BEGIN

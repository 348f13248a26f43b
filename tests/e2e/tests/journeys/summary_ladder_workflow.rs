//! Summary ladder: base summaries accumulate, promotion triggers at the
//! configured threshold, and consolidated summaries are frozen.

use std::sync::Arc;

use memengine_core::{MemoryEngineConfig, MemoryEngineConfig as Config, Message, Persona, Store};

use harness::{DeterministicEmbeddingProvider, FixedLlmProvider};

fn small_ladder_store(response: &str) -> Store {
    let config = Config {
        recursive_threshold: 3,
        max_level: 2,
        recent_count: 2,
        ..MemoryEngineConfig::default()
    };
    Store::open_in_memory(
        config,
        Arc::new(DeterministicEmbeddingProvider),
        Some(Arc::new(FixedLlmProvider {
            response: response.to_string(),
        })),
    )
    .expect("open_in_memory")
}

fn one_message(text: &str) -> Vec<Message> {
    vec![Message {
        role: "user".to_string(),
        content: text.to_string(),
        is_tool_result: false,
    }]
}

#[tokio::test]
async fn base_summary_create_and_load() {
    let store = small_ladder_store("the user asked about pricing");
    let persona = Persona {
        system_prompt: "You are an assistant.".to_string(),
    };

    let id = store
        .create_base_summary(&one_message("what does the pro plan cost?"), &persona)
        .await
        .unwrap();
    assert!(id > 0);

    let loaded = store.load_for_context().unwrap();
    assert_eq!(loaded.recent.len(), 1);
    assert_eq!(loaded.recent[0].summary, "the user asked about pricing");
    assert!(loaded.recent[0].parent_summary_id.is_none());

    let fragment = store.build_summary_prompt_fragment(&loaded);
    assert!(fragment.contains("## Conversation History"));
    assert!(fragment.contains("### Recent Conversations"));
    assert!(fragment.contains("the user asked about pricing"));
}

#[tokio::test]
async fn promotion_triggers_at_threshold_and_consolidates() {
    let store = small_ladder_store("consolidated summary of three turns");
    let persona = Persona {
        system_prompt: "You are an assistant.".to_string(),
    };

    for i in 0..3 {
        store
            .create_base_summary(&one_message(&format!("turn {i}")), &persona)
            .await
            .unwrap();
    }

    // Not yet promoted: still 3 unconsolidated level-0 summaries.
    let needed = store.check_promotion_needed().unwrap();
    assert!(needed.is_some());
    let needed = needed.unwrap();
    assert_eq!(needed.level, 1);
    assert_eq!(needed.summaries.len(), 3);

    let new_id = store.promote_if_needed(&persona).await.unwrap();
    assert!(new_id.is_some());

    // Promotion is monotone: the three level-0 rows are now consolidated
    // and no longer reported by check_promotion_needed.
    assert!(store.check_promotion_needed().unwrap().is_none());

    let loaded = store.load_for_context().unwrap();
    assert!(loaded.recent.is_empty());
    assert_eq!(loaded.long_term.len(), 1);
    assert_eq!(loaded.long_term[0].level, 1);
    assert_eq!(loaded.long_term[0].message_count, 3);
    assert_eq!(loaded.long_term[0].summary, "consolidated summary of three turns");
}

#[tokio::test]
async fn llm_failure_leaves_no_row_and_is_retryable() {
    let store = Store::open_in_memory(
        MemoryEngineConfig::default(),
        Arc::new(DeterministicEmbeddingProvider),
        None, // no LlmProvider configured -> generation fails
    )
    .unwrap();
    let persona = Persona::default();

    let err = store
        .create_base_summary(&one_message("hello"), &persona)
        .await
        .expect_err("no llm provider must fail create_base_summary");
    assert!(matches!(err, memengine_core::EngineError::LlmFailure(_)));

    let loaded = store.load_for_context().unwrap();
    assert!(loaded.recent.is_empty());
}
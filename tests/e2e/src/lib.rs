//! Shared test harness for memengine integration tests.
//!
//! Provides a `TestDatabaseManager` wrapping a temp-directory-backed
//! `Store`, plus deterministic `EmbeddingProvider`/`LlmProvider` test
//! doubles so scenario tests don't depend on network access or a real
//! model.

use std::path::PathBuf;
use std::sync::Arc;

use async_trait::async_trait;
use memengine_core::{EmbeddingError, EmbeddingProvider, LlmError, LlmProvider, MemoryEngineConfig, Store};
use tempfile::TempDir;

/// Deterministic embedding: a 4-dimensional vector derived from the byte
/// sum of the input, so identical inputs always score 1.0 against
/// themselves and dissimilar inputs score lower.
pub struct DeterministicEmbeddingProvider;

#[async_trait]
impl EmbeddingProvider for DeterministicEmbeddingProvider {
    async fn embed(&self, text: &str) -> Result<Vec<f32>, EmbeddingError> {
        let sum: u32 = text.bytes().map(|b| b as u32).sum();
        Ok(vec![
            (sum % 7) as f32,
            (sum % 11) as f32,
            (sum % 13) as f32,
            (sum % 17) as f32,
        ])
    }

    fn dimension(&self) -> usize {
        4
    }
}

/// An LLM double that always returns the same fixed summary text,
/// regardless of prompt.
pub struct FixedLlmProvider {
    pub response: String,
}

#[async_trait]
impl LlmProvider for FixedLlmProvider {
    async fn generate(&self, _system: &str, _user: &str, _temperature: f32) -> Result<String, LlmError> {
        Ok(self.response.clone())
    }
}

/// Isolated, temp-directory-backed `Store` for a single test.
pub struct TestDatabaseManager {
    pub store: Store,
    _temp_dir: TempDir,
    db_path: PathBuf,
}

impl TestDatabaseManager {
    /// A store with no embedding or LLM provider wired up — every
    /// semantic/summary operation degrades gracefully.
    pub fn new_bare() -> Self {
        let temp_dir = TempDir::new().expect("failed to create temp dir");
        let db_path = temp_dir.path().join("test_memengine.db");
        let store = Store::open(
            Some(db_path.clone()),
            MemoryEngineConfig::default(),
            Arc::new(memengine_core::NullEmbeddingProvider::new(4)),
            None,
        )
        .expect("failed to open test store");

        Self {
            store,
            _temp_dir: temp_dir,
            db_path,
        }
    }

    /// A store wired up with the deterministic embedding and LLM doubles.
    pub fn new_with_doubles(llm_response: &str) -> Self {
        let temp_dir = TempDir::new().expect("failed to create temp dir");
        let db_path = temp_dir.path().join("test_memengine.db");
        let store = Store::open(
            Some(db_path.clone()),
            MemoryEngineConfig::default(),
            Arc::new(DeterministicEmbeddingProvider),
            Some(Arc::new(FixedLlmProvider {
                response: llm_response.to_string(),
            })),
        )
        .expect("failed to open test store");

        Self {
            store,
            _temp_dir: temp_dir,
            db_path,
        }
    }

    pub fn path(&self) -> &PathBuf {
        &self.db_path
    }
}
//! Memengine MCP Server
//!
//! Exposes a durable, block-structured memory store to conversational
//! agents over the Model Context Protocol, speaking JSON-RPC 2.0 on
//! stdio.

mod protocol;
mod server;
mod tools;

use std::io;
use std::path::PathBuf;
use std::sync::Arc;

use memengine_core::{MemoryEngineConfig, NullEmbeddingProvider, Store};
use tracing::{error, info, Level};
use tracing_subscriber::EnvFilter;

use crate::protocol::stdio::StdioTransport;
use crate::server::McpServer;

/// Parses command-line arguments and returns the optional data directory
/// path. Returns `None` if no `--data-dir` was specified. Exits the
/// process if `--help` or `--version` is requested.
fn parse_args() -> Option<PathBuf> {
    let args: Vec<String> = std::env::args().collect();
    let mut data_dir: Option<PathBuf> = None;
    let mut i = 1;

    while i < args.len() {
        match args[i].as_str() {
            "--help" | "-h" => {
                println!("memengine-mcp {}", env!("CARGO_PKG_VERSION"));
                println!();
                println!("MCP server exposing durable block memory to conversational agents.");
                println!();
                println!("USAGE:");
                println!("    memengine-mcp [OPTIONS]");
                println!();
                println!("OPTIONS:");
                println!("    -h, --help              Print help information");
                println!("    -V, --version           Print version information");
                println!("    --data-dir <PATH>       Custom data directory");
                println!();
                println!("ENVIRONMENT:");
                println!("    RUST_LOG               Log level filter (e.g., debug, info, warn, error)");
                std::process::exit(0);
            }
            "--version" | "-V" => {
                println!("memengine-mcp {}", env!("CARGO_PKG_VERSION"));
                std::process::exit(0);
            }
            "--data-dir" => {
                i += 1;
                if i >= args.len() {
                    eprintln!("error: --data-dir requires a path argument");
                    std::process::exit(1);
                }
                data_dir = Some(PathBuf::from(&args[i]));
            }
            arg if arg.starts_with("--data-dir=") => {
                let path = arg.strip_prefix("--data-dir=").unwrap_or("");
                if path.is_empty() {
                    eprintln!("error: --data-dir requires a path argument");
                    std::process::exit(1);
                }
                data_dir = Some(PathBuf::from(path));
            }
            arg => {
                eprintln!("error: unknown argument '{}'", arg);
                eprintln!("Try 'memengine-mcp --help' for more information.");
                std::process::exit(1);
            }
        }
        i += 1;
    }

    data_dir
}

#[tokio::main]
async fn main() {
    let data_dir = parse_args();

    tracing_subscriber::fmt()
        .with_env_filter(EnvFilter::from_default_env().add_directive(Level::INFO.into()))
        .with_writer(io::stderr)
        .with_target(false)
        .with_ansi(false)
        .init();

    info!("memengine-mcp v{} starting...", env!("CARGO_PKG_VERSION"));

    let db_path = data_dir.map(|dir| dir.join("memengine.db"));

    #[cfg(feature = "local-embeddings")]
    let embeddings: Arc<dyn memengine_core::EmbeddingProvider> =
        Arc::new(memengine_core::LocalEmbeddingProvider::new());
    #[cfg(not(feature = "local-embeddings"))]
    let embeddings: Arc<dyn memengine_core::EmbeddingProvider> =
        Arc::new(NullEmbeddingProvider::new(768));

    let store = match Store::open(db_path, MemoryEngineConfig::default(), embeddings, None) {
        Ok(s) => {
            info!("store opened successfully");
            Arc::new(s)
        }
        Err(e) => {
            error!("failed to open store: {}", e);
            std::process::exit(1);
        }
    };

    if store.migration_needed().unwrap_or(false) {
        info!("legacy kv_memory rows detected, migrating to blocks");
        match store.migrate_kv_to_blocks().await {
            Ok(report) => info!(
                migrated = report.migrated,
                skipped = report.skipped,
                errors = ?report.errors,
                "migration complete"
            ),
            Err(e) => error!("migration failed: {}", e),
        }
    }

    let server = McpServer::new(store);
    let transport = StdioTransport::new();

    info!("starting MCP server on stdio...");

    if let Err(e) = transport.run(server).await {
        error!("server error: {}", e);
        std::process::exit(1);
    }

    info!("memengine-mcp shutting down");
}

END

*WORK ITEM*: For the material, find the number of lines holding the word "help" and give that figure and nothing more.

*ANSWER TO THIS PROBLEM*: 4